Nach Angaben des rheinland-pfälzischen Innenministeriums waren die Einsätze teilweise besonders anspruchsvoll. Dabei arbeiteten örtliche Feuerwehren, überörtliche Einheiten und Spezialkräfte des Landes zusammen.
Rund 450 Einsatzkräfte bei Brand in Traisen
In Traisen brannten Anfang Juli rund 5,4 Hektar Fläche. In der Spitze waren dort etwa 450 Einsatzkräfte beteiligt. Ende Juli kam es außerdem bei Reichenbach im Landkreis Birkenfeld zu einem größeren Waldbrand. Mehr als 22 Hektar waren betroffen, mehr als 180 Einsatzkräfte rückten aus.

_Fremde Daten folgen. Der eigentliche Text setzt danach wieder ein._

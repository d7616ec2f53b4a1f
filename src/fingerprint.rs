use std::fmt;
use std::str::FromStr;

use sha1::{Digest, Sha1};

use crate::error::CertTreeError;

/// SHA-1 digest of a certificate's DER encoding.
///
/// Used as an external identity string (e.g. client identification); chain
/// verification relies on key identifiers, never on fingerprints.
#[derive(Debug, Clone, Copy, PartialEq, Eq, Hash)]
pub struct Fingerprint(pub [u8; 20]);

impl Fingerprint {
    pub fn of(der: &[u8]) -> Self {
        Self(Sha1::digest(der).into())
    }

    /// Lowercase hex rendering.
    pub fn to_hex(&self) -> String {
        hex::encode(self.0)
    }

    pub fn as_bytes(&self) -> &[u8; 20] {
        &self.0
    }
}

impl fmt::Display for Fingerprint {
    fn fmt(&self, f: &mut fmt::Formatter<'_>) -> fmt::Result {
        f.write_str(&self.to_hex())
    }
}

impl FromStr for Fingerprint {
    type Err = CertTreeError;

    fn from_str(s: &str) -> Result<Self, Self::Err> {
        let mut out = [0u8; 20];
        hex::decode_to_slice(s.trim(), &mut out)
            .map_err(|e| CertTreeError::DecodingError(format!("Invalid fingerprint: {e}")))?;
        Ok(Self(out))
    }
}
use std::collections::HashSet;

use tracing::debug;

use crate::cert::Certificate;
use crate::error::{CertTreeError, Result};
use crate::pem_utils::concat_pem;
use crate::record::CertificateRecord;
use crate::store::CertificateStore;

/// Collects the trust chain of `leaf_subject`: its issuers' certificates,
/// nearest first, ending with the root. The leaf itself is not included, so a
/// root yields an empty chain.
///
/// Missing issuers and reference cycles are reported before key identifiers
/// are compared; then each link checks that the child's Authority Key
/// Identifier matches the issuer's Subject Key Identifier.
pub fn assemble_chain<S>(store: &S, leaf_subject: &str) -> Result<Vec<String>>
where
    S: CertificateStore + ?Sized,
{
    let leaf = store
        .load(leaf_subject)?
        .ok_or_else(|| CertTreeError::UnknownSubject(leaf_subject.to_string()))?;

    let mut issuers = Vec::new();
    let mut visited = HashSet::from([leaf.subject.clone()]);
    let mut current = &leaf;

    while !current.is_root() {
        let issuer_subject = &current.issuer_subject;
        if !visited.insert(issuer_subject.clone()) {
            return Err(CertTreeError::broken_chain(
                &current.subject,
                format!("issuer reference cycle through {issuer_subject}"),
            ));
        }

        let issuer = store.load(issuer_subject)?.ok_or_else(|| {
            CertTreeError::broken_chain(
                &current.subject,
                format!("issuer {issuer_subject} is missing from the store"),
            )
        })?;
        issuers.push(issuer);
        current = issuers.last().unwrap_or(&leaf);
    }

    let mut child = &leaf;
    for issuer in &issuers {
        check_link(child, issuer)?;
        child = issuer;
    }

    debug!(leaf = %leaf_subject, length = issuers.len(), "assembled trust chain");
    Ok(issuers.into_iter().map(|issuer| issuer.pem_cert).collect())
}

/// Concatenated PEM bundle of [`assemble_chain`].
pub fn chain_pem<S>(store: &S, leaf_subject: &str) -> Result<String>
where
    S: CertificateStore + ?Sized,
{
    Ok(concat_pem(&assemble_chain(store, leaf_subject)?))
}

fn check_link(child: &CertificateRecord, issuer: &CertificateRecord) -> Result<()> {
    let child_cert = Certificate::from_pem(&child.pem_cert)
        .map_err(|e| CertTreeError::integrity(&child.subject, e.to_string()))?;
    let issuer_cert = Certificate::from_pem(&issuer.pem_cert)
        .map_err(|e| CertTreeError::integrity(&issuer.subject, e.to_string()))?;

    let aki = child_cert.authority_key_identifier()?.ok_or_else(|| {
        CertTreeError::integrity(&child.subject, "certificate has no authority key identifier")
    })?;
    let ski = issuer_cert.subject_key_identifier()?.ok_or_else(|| {
        CertTreeError::integrity(&issuer.subject, "certificate has no subject key identifier")
    })?;

    if aki.key_identifier != ski.0 {
        return Err(CertTreeError::integrity(
            &child.subject,
            format!(
                "authority key identifier does not match {}'s subject key identifier",
                issuer.subject
            ),
        ));
    }
    Ok(())
}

Auch bei Schwollen im Landkreis Birkenfeld brannte Mitte August eine Fläche von rund vier Hektar.
Spezialtechnik und Unterstützung aus der Landwirtschaft
Bei größeren Bränden kamen unter anderem Waldbrandzüge, spezielle Tanklöschfahrzeuge und Drohnen zum Einsatz. Je nach Lage unterstützten zudem Polizeihubschrauber, das Technische Hilfswerk und weitere Hilfsorganisationen. Darüber hinaus halfen bei einzelnen Einsätzen Landwirte und Winzer mit ihren Fahrzeugen und Geräten.
Landesweit zahlreiche Brände seit Ende Juni
Zwischen Ende Juni und Mitte August standen nach Angaben des Landes 41 einsatzbezogene Lagemeldungen unmittelbar mit Wald-, Flächen- und Vegetationsbränden in Verbindung. Auch nach dem Löschen ist die Arbeit teilweise noch nicht beendet. Bei größeren Bränden laufen weiterhin Kontrollen und Nachlöscharbeiten, damit versteckte Glutnester nicht erneut aufflammen.
Das Land will die Einsätze nun gemeinsam auswerten und prüfen, ob bei den bestehenden Strukturen weiterer Verbesserungsbedarf besteht.